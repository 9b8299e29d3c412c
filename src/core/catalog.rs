//! Catalog business logic - parent-owned children, tasks, rules, and rewards.
//!
//! These are plain create/update/delete operations with input validation. None
//! of them change a balance: children are created at zero points and profile
//! updates leave `points` alone. Tasks, rules, and rewards are soft deleted so
//! scheduled instances and history keep resolving; deleting a child removes its
//! ledger rows with it.

use crate::{
    config::catalog::CatalogConfig,
    core::query,
    entities::{
        Child, ChildTask, Reward, RewardRedemption, Rule, RuleViolation, Task, child, child_task,
        reward, reward_redemption, rule, rule_violation, task,
    },
    errors::{Error, Result},
};
use sea_orm::{QueryOrder, Set, TransactionTrait, prelude::*};
use tracing::{debug, info, warn};

/// Display attributes of a child.
#[derive(Debug, Clone, Default, PartialEq, Eq)]
pub struct ChildProfile {
    /// Display name, required
    pub name: String,
    /// Age in years
    pub age: Option<i32>,
    /// Avatar image URL
    pub avatar_url: Option<String>,
    /// Display color
    pub custom_color: Option<String>,
}

/// Counts of entries inserted by [`seed_catalog`].
#[derive(Debug, Clone, Copy, Default, PartialEq, Eq)]
pub struct SeedSummary {
    /// Children inserted
    pub children: usize,
    /// Tasks inserted
    pub tasks: usize,
    /// Rules inserted
    pub rules: usize,
    /// Rewards inserted
    pub rewards: usize,
}

fn validate_label(label: &str, what: &str) -> Result<String> {
    let trimmed = label.trim();
    if trimmed.is_empty() {
        return Err(Error::InvalidInput {
            message: format!("{what} cannot be empty"),
        });
    }
    Ok(trimmed.to_string())
}

fn validate_points(amount: i64) -> Result<i64> {
    if amount <= 0 {
        return Err(Error::InvalidPoints { amount });
    }
    Ok(amount)
}

fn validate_profile(profile: ChildProfile) -> Result<ChildProfile> {
    if profile.age.is_some_and(|age| age < 0) {
        return Err(Error::InvalidInput {
            message: "Child age cannot be negative".to_string(),
        });
    }
    Ok(ChildProfile {
        name: validate_label(&profile.name, "Child name")?,
        ..profile
    })
}

// ---- children ----

/// Creates a child with a zero balance.
pub async fn create_child<C>(db: &C, parent_id: &str, profile: ChildProfile) -> Result<child::Model>
where
    C: ConnectionTrait,
{
    let profile = validate_profile(profile)?;

    let created = child::ActiveModel {
        parent_id: Set(parent_id.to_string()),
        name: Set(profile.name),
        age: Set(profile.age),
        avatar_url: Set(profile.avatar_url),
        custom_color: Set(profile.custom_color),
        points: Set(0),
        created_at: Set(chrono::Utc::now().naive_utc()),
        ..Default::default()
    }
    .insert(db)
    .await?;

    info!(child_id = created.id, parent_id, "Created child");
    Ok(created)
}

/// Replaces a child's display attributes. The balance is untouched.
pub async fn update_child_profile<C>(
    db: &C,
    parent_id: &str,
    child_id: i64,
    profile: ChildProfile,
) -> Result<child::Model>
where
    C: ConnectionTrait,
{
    let profile = validate_profile(profile)?;
    let mut active: child::ActiveModel = query::find_child(db, parent_id, child_id).await?.into();

    active.name = Set(profile.name);
    active.age = Set(profile.age);
    active.avatar_url = Set(profile.avatar_url);
    active.custom_color = Set(profile.custom_color);

    active.update(db).await.map_err(Into::into)
}

/// Deletes a child together with its task instances, violations, and redemptions.
pub async fn delete_child<C>(db: &C, parent_id: &str, child_id: i64) -> Result<()>
where
    C: ConnectionTrait + TransactionTrait,
{
    let txn = db.begin().await?;

    query::find_child(&txn, parent_id, child_id).await?;

    let instances = ChildTask::delete_many()
        .filter(child_task::Column::ChildId.eq(child_id))
        .exec(&txn)
        .await?;
    let violations = RuleViolation::delete_many()
        .filter(rule_violation::Column::ChildId.eq(child_id))
        .exec(&txn)
        .await?;
    let redemptions = RewardRedemption::delete_many()
        .filter(reward_redemption::Column::ChildId.eq(child_id))
        .exec(&txn)
        .await?;
    Child::delete_by_id(child_id).exec(&txn).await?;

    txn.commit().await?;

    info!(
        child_id,
        parent_id,
        instances = instances.rows_affected,
        violations = violations.rows_affected,
        redemptions = redemptions.rows_affected,
        "Deleted child"
    );
    Ok(())
}

/// Lists a parent's children ordered by name.
pub async fn list_children<C>(db: &C, parent_id: &str) -> Result<Vec<child::Model>>
where
    C: ConnectionTrait,
{
    Child::find()
        .filter(child::Column::ParentId.eq(parent_id))
        .order_by_asc(child::Column::Name)
        .all(db)
        .await
        .map_err(Into::into)
}

// ---- tasks ----

/// Creates a task template.
pub async fn create_task<C>(
    db: &C,
    parent_id: &str,
    label: String,
    points_reward: i64,
    is_daily: bool,
) -> Result<task::Model>
where
    C: ConnectionTrait,
{
    let label = validate_label(&label, "Task label")?;
    let points_reward = validate_points(points_reward)?;
    let now = chrono::Utc::now().naive_utc();

    task::ActiveModel {
        parent_id: Set(parent_id.to_string()),
        label: Set(label),
        points_reward: Set(points_reward),
        is_daily: Set(is_daily),
        is_deleted: Set(false),
        created_at: Set(now),
        updated_at: Set(now),
        ..Default::default()
    }
    .insert(db)
    .await
    .map_err(Into::into)
}

/// Updates a task template. Past awards are not affected.
pub async fn update_task<C>(
    db: &C,
    parent_id: &str,
    task_id: i64,
    label: String,
    points_reward: i64,
    is_daily: bool,
) -> Result<task::Model>
where
    C: ConnectionTrait,
{
    let label = validate_label(&label, "Task label")?;
    let points_reward = validate_points(points_reward)?;
    let mut active: task::ActiveModel = query::find_task(db, parent_id, task_id).await?.into();

    active.label = Set(label);
    active.points_reward = Set(points_reward);
    active.is_daily = Set(is_daily);
    active.updated_at = Set(chrono::Utc::now().naive_utc());

    active.update(db).await.map_err(Into::into)
}

/// Soft deletes a task template.
pub async fn delete_task<C>(db: &C, parent_id: &str, task_id: i64) -> Result<task::Model>
where
    C: ConnectionTrait,
{
    let mut active: task::ActiveModel = query::find_task(db, parent_id, task_id).await?.into();
    active.is_deleted = Set(true);
    active.updated_at = Set(chrono::Utc::now().naive_utc());
    active.update(db).await.map_err(Into::into)
}

/// Lists a parent's active task templates ordered by label.
pub async fn list_tasks<C>(db: &C, parent_id: &str) -> Result<Vec<task::Model>>
where
    C: ConnectionTrait,
{
    Task::find()
        .filter(task::Column::ParentId.eq(parent_id))
        .filter(task::Column::IsDeleted.eq(false))
        .order_by_asc(task::Column::Label)
        .all(db)
        .await
        .map_err(Into::into)
}

// ---- rules ----

/// Creates a rule.
pub async fn create_rule<C>(
    db: &C,
    parent_id: &str,
    label: String,
    points_penalty: i64,
) -> Result<rule::Model>
where
    C: ConnectionTrait,
{
    let label = validate_label(&label, "Rule label")?;
    let points_penalty = validate_points(points_penalty)?;
    let now = chrono::Utc::now().naive_utc();

    rule::ActiveModel {
        parent_id: Set(parent_id.to_string()),
        label: Set(label),
        points_penalty: Set(points_penalty),
        is_deleted: Set(false),
        created_at: Set(now),
        updated_at: Set(now),
        ..Default::default()
    }
    .insert(db)
    .await
    .map_err(Into::into)
}

/// Updates a rule. Recorded violations keep their original penalty.
pub async fn update_rule<C>(
    db: &C,
    parent_id: &str,
    rule_id: i64,
    label: String,
    points_penalty: i64,
) -> Result<rule::Model>
where
    C: ConnectionTrait,
{
    let label = validate_label(&label, "Rule label")?;
    let points_penalty = validate_points(points_penalty)?;
    let mut active: rule::ActiveModel = query::find_rule(db, parent_id, rule_id).await?.into();

    active.label = Set(label);
    active.points_penalty = Set(points_penalty);
    active.updated_at = Set(chrono::Utc::now().naive_utc());

    active.update(db).await.map_err(Into::into)
}

/// Soft deletes a rule.
pub async fn delete_rule<C>(db: &C, parent_id: &str, rule_id: i64) -> Result<rule::Model>
where
    C: ConnectionTrait,
{
    let mut active: rule::ActiveModel = query::find_rule(db, parent_id, rule_id).await?.into();
    active.is_deleted = Set(true);
    active.updated_at = Set(chrono::Utc::now().naive_utc());
    active.update(db).await.map_err(Into::into)
}

/// Lists a parent's active rules ordered by label.
pub async fn list_rules<C>(db: &C, parent_id: &str) -> Result<Vec<rule::Model>>
where
    C: ConnectionTrait,
{
    Rule::find()
        .filter(rule::Column::ParentId.eq(parent_id))
        .filter(rule::Column::IsDeleted.eq(false))
        .order_by_asc(rule::Column::Label)
        .all(db)
        .await
        .map_err(Into::into)
}

// ---- rewards ----

/// Creates a reward.
pub async fn create_reward<C>(
    db: &C,
    parent_id: &str,
    label: String,
    cost: i64,
) -> Result<reward::Model>
where
    C: ConnectionTrait,
{
    let label = validate_label(&label, "Reward label")?;
    let cost = validate_points(cost)?;
    let now = chrono::Utc::now().naive_utc();

    reward::ActiveModel {
        parent_id: Set(parent_id.to_string()),
        label: Set(label),
        cost: Set(cost),
        is_deleted: Set(false),
        created_at: Set(now),
        updated_at: Set(now),
        ..Default::default()
    }
    .insert(db)
    .await
    .map_err(Into::into)
}
//! Rule entity - A behavioral rule with a point penalty.

use sea_orm::entity::prelude::*;
use serde::{Deserialize, Serialize};

/// Rule database model
#[derive(Clone, Debug, PartialEq, Eq, DeriveEntityModel, Serialize, Deserialize)]
#[sea_orm(table_name = "rules")]
pub struct Model {
    /// Unique identifier for the rule
    #[sea_orm(primary_key)]
    pub id: i64,
    /// Parent account that owns this rule
    pub parent_id: String,
    /// Description of the rule (e.g. "No shouting at dinner")
    pub label: String,
    /// Nominal points deducted per violation
    pub points_penalty: i64,
    /// Soft delete flag - violation history is preserved
    pub is_deleted: bool,
    /// When the rule was created
    pub created_at: DateTime,
    /// When the rule was last modified
    pub updated_at: DateTime,
}

/// Defines relationships between Rule and other entities
#[derive(Copy, Clone, Debug, EnumIter, DeriveRelation)]
pub enum Relation {
    /// One rule has many recorded violations
    #[sea_orm(has_many = "super::rule_violation::Entity")]
    RuleViolations,
}

impl Related<super::rule_violation::Entity> for Entity {
    fn to() -> RelationDef {
        Relation::RuleViolations.def()
    }
}

impl ActiveModelBehavior for ActiveModel {}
........
§ Work item: Search the material for the word "what" and copy every matching line.

§ Response below:
fn validate_label(label: &str, what: &str) -> Result<String> {
            message: format!("{what} cannot be empty"),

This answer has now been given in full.